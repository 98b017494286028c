mod common;

use std::thread::sleep;
use std::time::Duration;

use common::{init_tracing, wait_until, Constant};
use mixdown::sources::{SamplePlayer, Sine};
use mixdown::{DeviceError, Error, ManualDevice, MixDriver, MixerConfig};

const TIMEOUT: Duration = Duration::from_secs(5);

#[test]
fn thread_fills_every_buffer_then_waits() {
    init_tracing();
    let (device, playback) = ManualDevice::new();
    let driver = MixDriver::new(device, MixerConfig::default()).unwrap();
    driver.start_mixing(Constant::new(3)).unwrap();

    assert!(wait_until(TIMEOUT, || playback.chunk_count() == 8));
    // Nothing has played, so nothing more can be queued
    sleep(Duration::from_millis(50));
    assert_eq!(playback.chunk_count(), 8);

    playback.advance(1024);
    assert!(wait_until(TIMEOUT, || playback.chunk_count() == 9));
    assert_eq!(driver.write_cursor().unwrap(), 9 * 1024);

    driver.shutdown().unwrap();
    assert_eq!(playback.close_count(), 1);
}

#[test]
fn starved_thread_sleeps_between_cycles() {
    init_tracing();
    let (device, playback) = ManualDevice::new();
    let config = MixerConfig::default().with_wait_timeout(Duration::from_millis(10));
    let driver = MixDriver::new(device, config).unwrap();
    assert!(wait_until(TIMEOUT, || playback.chunk_count() == 8));

    // One cursor query per fill cycle; about five timeouts fit in 50ms
    let before = playback.cursor_queries();
    sleep(Duration::from_millis(50));
    let cycles = playback.cursor_queries() - before;
    assert!(cycles <= 20, "{cycles} fill cycles while every buffer was queued");

    driver.shutdown().unwrap();
}

#[test]
fn playback_progress_wakes_the_thread_early() {
    init_tracing();
    let (device, playback) = ManualDevice::new();
    let config = MixerConfig::default().with_wait_timeout(Duration::from_secs(2));
    let driver = MixDriver::new(device, config).unwrap();
    assert!(wait_until(TIMEOUT, || playback.chunk_count() == 8));

    let before = playback.cursor_queries();
    sleep(Duration::from_millis(100));
    assert!(playback.cursor_queries() - before <= 1);

    // Far sooner than the two second timeout
    playback.advance(1024);
    assert!(wait_until(Duration::from_millis(500), || playback.chunk_count() == 9));

    driver.shutdown().unwrap();
}

#[test]
fn shutdown_closes_the_device_once() {
    init_tracing();
    let (device, playback) = ManualDevice::new();
    let driver = MixDriver::new(device, MixerConfig::default()).unwrap();
    assert!(driver.is_running());

    driver.shutdown().unwrap();
    assert_eq!(playback.close_count(), 1);

    let (device, playback) = ManualDevice::new();
    drop(MixDriver::new(device, MixerConfig::default()).unwrap());
    assert_eq!(playback.close_count(), 1);
}

#[test]
fn device_error_stops_the_thread_and_surfaces_on_shutdown() {
    init_tracing();
    let (device, playback) = ManualDevice::new();
    let driver = MixDriver::new(device, MixerConfig::default().with_buffer_count(2)).unwrap();
    assert!(wait_until(TIMEOUT, || playback.chunk_count() == 2));

    playback.fail_submit("lost the device");
    playback.advance(1024);

    assert!(wait_until(TIMEOUT, || !driver.is_running()));
    assert!(matches!(driver.start_mixing(Constant::new(1)), Err(Error::NotRunning)));

    let err = driver.shutdown().unwrap_err();
    assert!(matches!(err, Error::Device(DeviceError::Submit { .. })));
    assert_eq!(playback.close_count(), 1);
}

#[test]
fn finished_sources_are_flagged_after_update() {
    init_tracing();
    let (device, playback) = ManualDevice::new();
    let driver = MixDriver::new(device, MixerConfig::default()).unwrap();

    let tone = Sine::new(44100, 440.0).with_length(1500);
    let tone_done = tone.finished();
    let tone_id = driver.start_mixing(tone).unwrap();

    let clip = SamplePlayer::new(vec![1000i16; 600], 1);
    let clip_done = clip.finished();
    let clip_id = driver.start_mixing(clip).unwrap();

    assert!(wait_until(TIMEOUT, || {
        driver.active_streams().unwrap().iter().all(|s| s.stopping)
    }));
    assert!(!tone_done.is_set());
    assert!(!clip_done.is_set());

    let mut finished = Vec::new();
    assert!(wait_until(TIMEOUT, || {
        playback.play_all();
        finished.extend(driver.update(1.0 / 60.0).unwrap());
        finished.len() == 2
    }));

    finished.sort();
    assert_eq!(finished, vec![tone_id, clip_id]);
    assert!(tone_done.is_set());
    assert!(clip_done.is_set());
    assert!(driver.active_streams().unwrap().is_empty());

    driver.shutdown().unwrap();
}

#[test]
fn mono_clip_is_copied_to_both_channels() {
    init_tracing();
    let (device, playback) = ManualDevice::new();
    let driver = MixDriver::new(device, MixerConfig::default()).unwrap();

    let samples: Vec<i16> = (1..=100).map(|i| i * 10).collect();
    driver.start_mixing(SamplePlayer::new(samples, 1)).unwrap();

    assert!(wait_until(TIMEOUT, || {
        driver.active_streams().unwrap().iter().all(|s| s.stopping)
    }));
    driver.shutdown().unwrap();

    // The thread may have queued silence before the clip was registered
    let output = playback.output();
    let first = output.iter().position(|&s| s != 0).unwrap();
    assert_eq!(first % 2048, 0);

    let clip = &output[first..first + 200];
    for (frame, pair) in clip.chunks_exact(2).enumerate() {
        let expected = (frame as i16 + 1) * 10;
        assert_eq!(pair, &[expected, expected]);
    }
    assert!(output[first + 200..].iter().all(|&s| s == 0));
}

++++++++++

**AIM OF THE TASK:** Tally up how many lines in the records contain the string "Sine". Answer with that figure only.

**WRITTEN SOLUTION:** 2